Receive free trade union congress updates
we will send you myFT Daily Digest Email summary of latest information trade union congress There is news every morning.
Angela Rayner, deputy leader of the Labor Party, has announced that the Labor government will increase statutory sick pay and ensure that employers pay sick pay from the first day off work.
Speaking at a trade union conference in Liverpool, Rayner confirmed that if the party wins next year’s general election it will tackle the UK’s statutory sick pay levels, which are currently the lowest of any OECD country.
“The next Labor government will strengthen and increase statutory sick pay, making it available to all workers by removing the earnings floor (which excludes those on the lowest wages), and abolishing the waiting period that currently means workers can only claim from the fourth day disease,” she said at the TUC event.
The announcement is part of Labour’s wider “New Deal for Working People”, which includes measures such as extending statutory maternity and paternity leave, banning firing and rehiring, introducing new “rights to leave” and overturning anti-union legislation from 2016 and earlier this year. .
Amanda Walters, director of the Center for Progressive Change, welcomed the news. “With economic inactivity caused by illness now at record levels, a significant adjustment to sick pay could help prevent workers with long-term health conditions from losing their jobs,” she said.
The deterioration in the health of the UK population has led to rising rates of short-term sickness absence and health-related inactivity among the working-age population.
Official figures released on Tuesday showed a record 2.6 million people were out of work or looking for work due to long-term health conditions in the last three months.
Raynor was appointed shadow promotion secretary last week in a reshuffle under leader Sir Keir Starmer, meaning planning and housing are now part of her remit.
She said: “Labour has a plan to tackle the housing crisis by building more homes that are affordable and prioritize local people – and yes, that means more council housing.” “Conservative The party is no longer the party of home ownership.
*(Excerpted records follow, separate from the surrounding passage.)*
//! Asynchronous API call dispatcher.
//!
//! Producers enqueue calls and return immediately; a fixed pool of workers
//! executes them against the remote API. Guarantees:
//!
//! - At most one call per object key executes at a time.
//! - Calls for one key run in enqueue order, after coalescing through the
//!   relevance table.
//! - Workers serve the key that has been runnable longest.
//! - Every accepted call gets exactly one outcome. The dispatcher never
//!   retries; that is the producer's decision.
//!
//! The dispatcher is an explicitly owned value, cheap to clone, shared with
//! whoever needs to enqueue.

mod error;
mod outcome;
mod queue;

use std::sync::atomic::{AtomicBool, Ordering};
use std::sync::{Arc, Mutex, PoisonError, RwLock};
use std::time::Duration;

use tokio::sync::{OwnedSemaphorePermit, Semaphore, TryAcquireError};
use tokio::task::JoinHandle;
use tokio::time::Instant;
use tokio_util::sync::CancellationToken;
use tracing::{debug, info, warn};

use crate::api_calls::{ApiCall, RelevanceTable};
use crate::client::ApiClient;

pub use error::EnqueueError;
pub use outcome::{CallError, CallHandle, CallOutcome, OnFinish};

use outcome::Reporter;
use queue::{CallQueue, QueuedCall};

/// Default bound on outstanding calls.
pub const DEFAULT_QUEUE_CAPACITY: usize = 1024;

/// Default worker pool size.
pub const DEFAULT_WORKERS: usize = 16;

/// Default time `close` waits for queued calls to drain.
pub const DEFAULT_DRAIN_TIMEOUT: Duration = Duration::from_secs(5);

/// Dispatcher tuning.
#[derive(Debug, Clone)]
pub struct DispatcherConfig {
    /// Bound on queued plus in-flight calls across all keys.
    pub queue_capacity: usize,

    pub workers: usize,

    /// How long `close` waits before dropping what is still queued.
    pub drain_timeout: Duration,
}

impl Default for DispatcherConfig {
    fn default() -> Self {
        Self {
            queue_capacity: DEFAULT_QUEUE_CAPACITY,
            workers: DEFAULT_WORKERS,
            drain_timeout: DEFAULT_DRAIN_TIMEOUT,
        }
    }
}

/// Summary of a `close`.
#[derive(Debug, Clone, Copy, Default, PartialEq, Eq)]
pub struct CloseReport {
    /// Calls outstanding when close began that finished before the deadline.
    /// Calls still executing at the deadline count as neither.
    pub drained: usize,
    /// Calls reported `DroppedOnClose`.
    pub dropped: usize,
}

/// Dispatcher handle.
#[derive(Clone)]
pub struct Dispatcher {
    inner: Arc<Inner>,
}

struct Inner {
    client: Arc<dyn ApiClient>,
    queue: CallQueue,
    capacity: Arc<Semaphore>,
    config: DispatcherConfig,

    /// Cancelled when close begins; wakes producers blocked on capacity.
    closing: CancellationToken,
    closed: AtomicBool,
    /// Admission holds it shared across the closed check and the push;
    /// close holds it exclusively while setting `closed`. Nothing lands in
    /// the queue after close has seen it.
    admission: RwLock<()>,
    running: AtomicBool,
    workers: Mutex<Vec<JoinHandle<()>>>,
}

impl Dispatcher {
    /// Create a dispatcher with default worker count and drain timeout.
    pub fn new(
        client: Arc<dyn ApiClient>,
        queue_capacity: usize,
        relevances: RelevanceTable,
    ) -> Self {
        Self::with_config(
            client,
            relevances,
            DispatcherConfig {
                queue_capacity,
                ..DispatcherConfig::default()
            },
        )
    }

    pub fn with_config(
        client: Arc<dyn ApiClient>,
        relevances: RelevanceTable,
        mut config: DispatcherConfig,
    ) -> Self {
        if config.queue_capacity == 0 {
            warn!("Dispatch queue capacity of 0 would block every producer, using 1");
            config.queue_capacity = 1;
        }
        config.workers = config.workers.max(1);

        Self {
            inner: Arc::new(Inner {
                client,
                queue: CallQueue::new(relevances),
                capacity: Arc::new(Semaphore::new(config.queue_capacity)),
                config,
                closing: CancellationToken::new(),
                closed: AtomicBool::new(false),
                admission: RwLock::new(()),
                running: AtomicBool::new(false),
                workers: Mutex::new(Vec::new()),
            }),
        }
    }

    /// Start the worker pool. Calls enqueued before this wait until it runs.
    ///
    /// Must be called within a tokio runtime. Calling it again is a no-op.
    pub fn run(&self) {
        if self.inner.running.swap(true, Ordering::SeqCst) {
            return;
        }

        info!(
            workers = self.inner.config.workers,
            queue_capacity = self.inner.config.queue_capacity,
            "Starting API dispatcher"
        );

        let mut workers = self
            .inner
            .workers
            .lock()
            .unwrap_or_else(PoisonError::into_inner);
        for worker in 0..self.inner.config.workers {
            let inner = Arc::clone(&self.inner);
            workers.push(tokio::spawn(async move {
                inner.run_worker(worker).await;
            }));
        }
    }

    /// Enqueue a call, waiting for capacity if the queue is full.
    pub async fn enqueue(
        &self,
        ctx: &CancellationToken,
        call: ApiCall,
    ) -> Result<CallHandle, EnqueueError> {
        self.enqueue_with(ctx, call, None).await
    }

    /// Enqueue a call with a completion callback.
    ///
    /// `on_finish` runs exactly once with the call's outcome if the call is
    /// accepted, and never if enqueue returns an error.
    pub async fn enqueue_with(
        &self,
        ctx: &CancellationToken,
        call: ApiCall,
        on_finish: Option<OnFinish>,
    ) -> Result<CallHandle, EnqueueError> {
        if self.is_closed() {
            return Err(EnqueueError::Closed);
        }

        let permit = tokio::select! {
            biased;
            _ = self.inner.closing.cancelled() => return Err(EnqueueError::Closed),
            _ = ctx.cancelled() => return Err(EnqueueError::Cancelled),
            permit = Arc::clone(&self.inner.capacity).acquire_owned() => {
                permit.map_err(|_| EnqueueError::Closed)?
            }
        };

        self.admit(ctx, call, permit, on_finish)
    }

    /// Enqueue without waiting. Fails with `QueueFull` when at capacity.
    pub fn try_enqueue(
        &self,
        ctx: &CancellationToken,
        call: ApiCall,
        on_finish: Option<OnFinish>,
    ) -> Result<CallHandle, EnqueueError> {
        if self.is_closed() {
            return Err(EnqueueError::Closed);
        }
        if ctx.is_cancelled() {
            return Err(EnqueueError::Cancelled);
        }

        let permit = match Arc::clone(&self.inner.capacity).try_acquire_owned() {
            Ok(permit) => permit,
            Err(TryAcquireError::NoPermits) => {
                return Err(EnqueueError::QueueFull {
                    capacity: self.inner.config.queue_capacity,
                })
            }
            Err(TryAcquireError::Closed) => return Err(EnqueueError::Closed),
        };

        self.admit(ctx, call, permit, on_finish)
    }

    fn admit(
        &self,
        ctx: &CancellationToken,
        call: ApiCall,
        permit: OwnedSemaphorePermit,
        on_finish: Option<OnFinish>,
    ) -> Result<CallHandle, EnqueueError> {
        let admission = self
            .inner
            .admission
            .read()
            .unwrap_or_else(PoisonError::into_inner);
        if self.is_closed() {
            return Err(EnqueueError::Closed);
        }

        let call_id = call.id();
        let (reporter, handle) = Reporter::new(call_id, call.key().clone(), call.kind(), on_finish);
        let entry = QueuedCall {
            call,
            reporter,
            token: ctx.clone(),
            permit,
            enqueued_at: Instant::now(),
        };

        let pushed = self.inner.queue.push(entry);
        drop(admission);

        match pushed {
            Ok(admitted) => {
                debug!(
                    call_id = %call_id,
                    key = %handle.key(),
                    kind = %handle.kind(),
                    merged = admitted.merged,
                    superseded = admitted.superseded.len(),
                    "Enqueued API call"
                );
                for old in admitted.superseded {
                    debug!(
                        call_id = %old.call.id(),
                        key = %old.call.key(),
                        kind = %old.call.kind(),
                        by = %call_id,
                        "API call superseded"
                    );
                    old.reporter.report(CallOutcome::Superseded { by: call_id });
                }
                Ok(handle)
            }
            Err((err, entry)) => {
                debug!(call_id = %call_id, error = %err, "API call rejected");
                entry.reporter.dismiss();
                Err(err)
            }
        }
    }

    /// Stop accepting calls and drain.
    ///
    /// Waits up to the drain timeout for queued and in-flight calls to
    /// finish. Calls still queued at the deadline are reported
    /// `DroppedOnClose`; calls already executing run to completion and
    /// report normally. Only the first call does anything.
    pub async fn close(&self) -> CloseReport {
        {
            let _admission = self
                .inner
                .admission
                .write()
                .unwrap_or_else(PoisonError::into_inner);
            if self.inner.closed.swap(true, Ordering::SeqCst) {
                return CloseReport::default();
            }
        }

        let outstanding = self.queued_len() + self.in_flight_len();
        info!(
            queued = self.queued_len(),
            in_flight = self.in_flight_len(),
            drain_timeout_ms = self.inner.config.drain_timeout.as_millis() as u64,
            "Closing API dispatcher"
        );

        self.inner.closing.cancel();
        self.inner.queue.ready_signal.notify_waiters();

        let drained_in_time =
            tokio::time::timeout(self.inner.config.drain_timeout, self.inner.queue.wait_idle())
                .await
                .is_ok();

        let mut dropped = 0;
        let mut running = 0;
        if !drained_in_time {
            running = self.in_flight_len();
            for entry in self.inner.queue.drain_pending() {
                warn!(
                    call_id = %entry.call.id(),
                    key = %entry.call.key(),
                    kind = %entry.call.kind(),
                    "Dropping API call on close"
                );
                entry.reporter.report(CallOutcome::DroppedOnClose);
                dropped += 1;
            }
        }
        self.inner.queue.ready_signal.notify_waiters();

        let workers: Vec<_> = self
            .inner
            .workers
            .lock()
            .unwrap_or_else(PoisonError::into_inner)
            .drain(..)
            .collect();
        if drained_in_time {
            for worker in workers {
                let _ = worker.await;
            }
        }
        // otherwise in-flight calls finish on their own

        let report = CloseReport {
            drained: outstanding.saturating_sub(dropped + running),
            dropped,
        };
        info!(
            drained = report.drained,
            dropped = report.dropped,
            "API dispatcher closed"
        );
        report
    }

    pub fn is_closed(&self) -> bool {
        self.inner.closed.load(Ordering::SeqCst)
    }

    /// Calls waiting for a worker.
    pub fn queued_len(&self) -> usize {
        self.inner.queue.queued_len()
    }

    /// Calls currently executing.
    pub fn in_flight_len(&self) -> usize {
        self.inner.queue.in_flight_len()
    }
}

impl Inner {
    async fn run_worker(&self, worker: usize) {
        debug!(worker, "Dispatcher worker started");

        loop {
            let notified = self.queue.ready_signal.notified();
            tokio::pin!(notified);
            notified.as_mut().enable();

            if let Some(entry) = self.queue.next() {
                self.execute(worker, entry).await;
                continue;
            }

            if self.closed.load(Ordering::SeqCst) && self.queue.queued_len() == 0 {
                break;
            }

            notified.await;
        }

        debug!(worker, "Dispatcher worker stopped");
    }

    async fn execute(&self, worker: usize, entry: QueuedCall) {
        let QueuedCall {
            call,
            reporter,
            token,
            permit,
            enqueued_at,
        } = entry;

        let outcome = if token.is_cancelled() {
            CallOutcome::Cancelled
        } else {
            let started = Instant::now();
            let result = call.execute(self.client.as_ref()).await;
            debug!(
                worker,
                call_id = %call.id(),
                key = %call.key(),
                kind = %call.kind(),
                queued_ms = started.duration_since(enqueued_at).as_millis() as u64,
                took_ms = started.elapsed().as_millis() as u64,
                ok = result.is_ok(),
                "Executed API call"
            );
            match result {
                Ok(state) => CallOutcome::Succeeded(state),
                Err(e) => {
                    warn!(
                        call_id = %call.id(),
                        key = %call.key(),
                        kind = %call.kind(),
                        error = %e,
                        "API call failed"
                    );
                    CallOutcome::Failed(e)
                }
            }
        };

        // Report while the key is still marked in flight so outcome
        // handlers for one key never overlap.
        reporter.report(outcome);
        self.queue.complete(call.key());
        drop(permit);
    }
}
This is Labour.”
The party said plans under its general election manifesto would increase the stamp duty paid by foreign buyers on British properties, while also restricting the sale of new-build properties to overseas investors.
The party is also developing plans to force landowners to sell plots at a fraction of the potential market price when councils buy them through compulsory purchase orders, in a bid to reduce the cost of building homes in England.
“Good jobs and families are the foundation of good lives and communities. A Labor government will provide these foundations and build on them, while also empowering communities and local leaders to create a strong, sustainable economy,” Rayner told the meeting represent.
Some unions criticized Labor for watering down some of its employment reform package at its most recent national policy forum in July. The party has watered down its 2021 pledge to create a single “worker” identity for all but the truly self-employed.
The party agreed it would consult on the policy once in government to consider how a “simpler framework” distinguishing between workers and genuine self-employed people “could properly reflect the breadth of the UK employment relationship”.
But Reyna, a former official at public sector union Unison, said the party would also “work hand in hand with the unions because we will work with business to build real partnerships based on respectful cooperation and negotiation”.